More than half of the brokers surveyed by an industry group said that their clients saw premiums increase between 10% and 30% in late 2020, the report noted.
The findings come amid a period of unprecedented scrutiny for the cyber insurance industry, as multimillion-dollar ransoms come to light and cybercriminals appear to target insurers for a list of their clients to extort.
CNA, a major U.S. insurer, paid its digital extortionists $40 million in what some analysts described as a record ransom, Bloomberg News reported Thursday. Meanwhile, Colonial Pipeline, the main artery for delivering fuel to the East Coast, paid hackers $4.4 million for decryption keys.
It was unclear in those cases whether the victims had coverage, but many packages cover recovering from ransomware attacks and, in some cases, the ransom payments themselves.

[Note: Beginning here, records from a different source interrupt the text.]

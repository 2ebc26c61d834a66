//! Bisection over sorted slices
//!
//! The layout cache is a strictly increasing prefix-sum sequence, so every
//! offset → month lookup is one of these searches.

use std::cmp::Ordering;

/// Greatest index whose element compares `<= x`
pub fn find_max_le<T, F>(arr: &[T], x: &T, mut compare: F) -> Option<usize>
where
    F: FnMut(&T, &T) -> Ordering,
{
    let n = arr.partition_point(|item| compare(item, x) != Ordering::Greater);
    n.checked_sub(1)
}

/// Least index whose element compares `>= x`
pub fn find_min_ge<T, F>(arr: &[T], x: &T, mut compare: F) -> Option<usize>
where
    F: FnMut(&T, &T) -> Ordering,
{
    let n = arr.partition_point(|item| compare(item, x) == Ordering::Less);
    (n < arr.len()).then_some(n)
}

/// Contiguous run of `arr` covered by the closed interval `[a, b]`: from
/// the least element `>= a` to the greatest element `<= b`. Empty when no
/// element falls inside.
pub fn min_range_cover<'a, T, F>(arr: &'a [T], a: &T, b: &T, mut compare: F) -> &'a [T]
where
    F: FnMut(&T, &T) -> Ordering,
{
    let left = find_min_ge(arr, a, &mut compare);
    let right = find_max_le(arr, b, &mut compare);
    match (left, right) {
        (Some(left), Some(right)) if left <= right => &arr[left..=right],
        _ => &arr[..0],
    }
}

/// [`min_range_cover`] with the natural ordering
pub fn min_range_cover_ord<'a, T: Ord>(arr: &'a [T], a: &T, b: &T) -> &'a [T] {
    min_range_cover(arr, a, b, |x, y| x.cmp(y))
}

#[cfg(test)]
mod tests {
    use super::*;

    const ARR: [i32; 5] = [1, 3, 5, 7, 9];

    #[test]
    fn test_find_max_le() {
        let cmp = |x: &i32, y: &i32| x.cmp(y);
        assert_eq!(find_max_le(&ARR, &0, cmp), None);
        assert_eq!(find_max_le(&ARR, &1, cmp), Some(0));
        assert_eq!(find_max_le(&ARR, &4, cmp), Some(1));
        assert_eq!(find_max_le(&ARR, &9, cmp), Some(4));
        assert_eq!(find_max_le(&ARR, &100, cmp), Some(4));
    }

    #[test]
    fn test_find_min_ge() {
        let cmp = |x: &i32, y: &i32| x.cmp(y);
        assert_eq!(find_min_ge(&ARR, &0, cmp), Some(0));
        assert_eq!(find_min_ge(&ARR, &4, cmp), Some(2));
        assert_eq!(find_min_ge(&ARR, &9, cmp), Some(4));
        assert_eq!(find_min_ge(&ARR, &10, cmp), None);
    }

    #[test]
    fn test_cover_interior_bounds() {
        assert_eq!(min_range_cover_ord(&ARR, &4, &8), &[5, 7]);
    }

    #[test]
    fn test_cover_past_end_is_empty() {
        assert!(min_range_cover_ord(&ARR, &10, &20).is_empty());
    }

    #[test]
    fn test_cover_before_start() {
        assert_eq!(min_range_cover_ord(&ARR, &0, &2), &[1]);
    }

    #[test]
    fn test_cover_exact_hits() {
        assert_eq!(min_range_cover_ord(&ARR, &3, &7), &[3, 5, 7]);
    }

    #[test]
    fn test_cover_inverted_bounds_is_empty() {
        assert!(min_range_cover_ord(&ARR, &8, &4).is_empty());
    }

    #[test]
    fn test_cover_empty_input() {
        let empty: [i32; 0] = [];
        assert!(min_range_cover_ord(&empty, &0, &5).is_empty());
    }

    #[test]
    fn test_cover_with_float_compare() {
        let acc = [0.0, 278.0, 556.0, 790.0];
        let slice = min_range_cover(&acc, &200.0, &600.0, |x: &f64, y: &f64| x.total_cmp(y));
        assert_eq!(slice, &[278.0, 556.0]);
    }
}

For example, Benchmark Electronics, an Arizona-based manufacturer of medical and aerospace equipment services, had, as of May 2021, collected $10 million in insurance payments stemming from a 2019 ransomware attack on its systems, according to Securities and Exchange Commission filings. The incident cost the firm $12.7 million in legal, IT forensics and other fees.
The GAO study also raises the prospect that the market may be leaving behind smaller businesses that can’t afford coverage. “Small businesses may purchase cyber insurance less often if they perceive their risks to be minimal or policies too costly,” the GAO noted.
Overall, though, the popularity of cyber insurance has grown as firms hedge against the likelihood that they will be targeted by hackers. The number of policies in effect grew by 60% from 2016 to 2019, according to a GAO review of market data.
Despite greater attention, the industry still suffers from a lack of data in some cases, according to the GAO.
“Without comprehensive, high-quality data on cyber losses, it can be difficult to estimate potential losses from cyberattacks and price policies accordingly,” the report concludes. “Some industry participants [surveyed by the GAO] said federal and state governments and industry could collaborate to collect and share incident data to assess risk and develop cyber insurance products.”
Cyber insurance packages cover much more than ransomware-related risk, including the costs of recovering from other data breaches. Proponents say the investment is an important check against cyber risks that are increasingly part of the cost of doing business.
Nonetheless, ransom payments have prompted at least one major provider to change its possibilities.
Earlier this month, French insurer AXA indicated that it would no longer write new policies covering ransom payments to cybercriminals. Some cybersecurity experts hope other insurers will follow suit. AXA subsidiaries suffered a ransomware attack days later, though one source familiar with the incident said there was no connection between AXA’s decision on insurance coverage and the hack.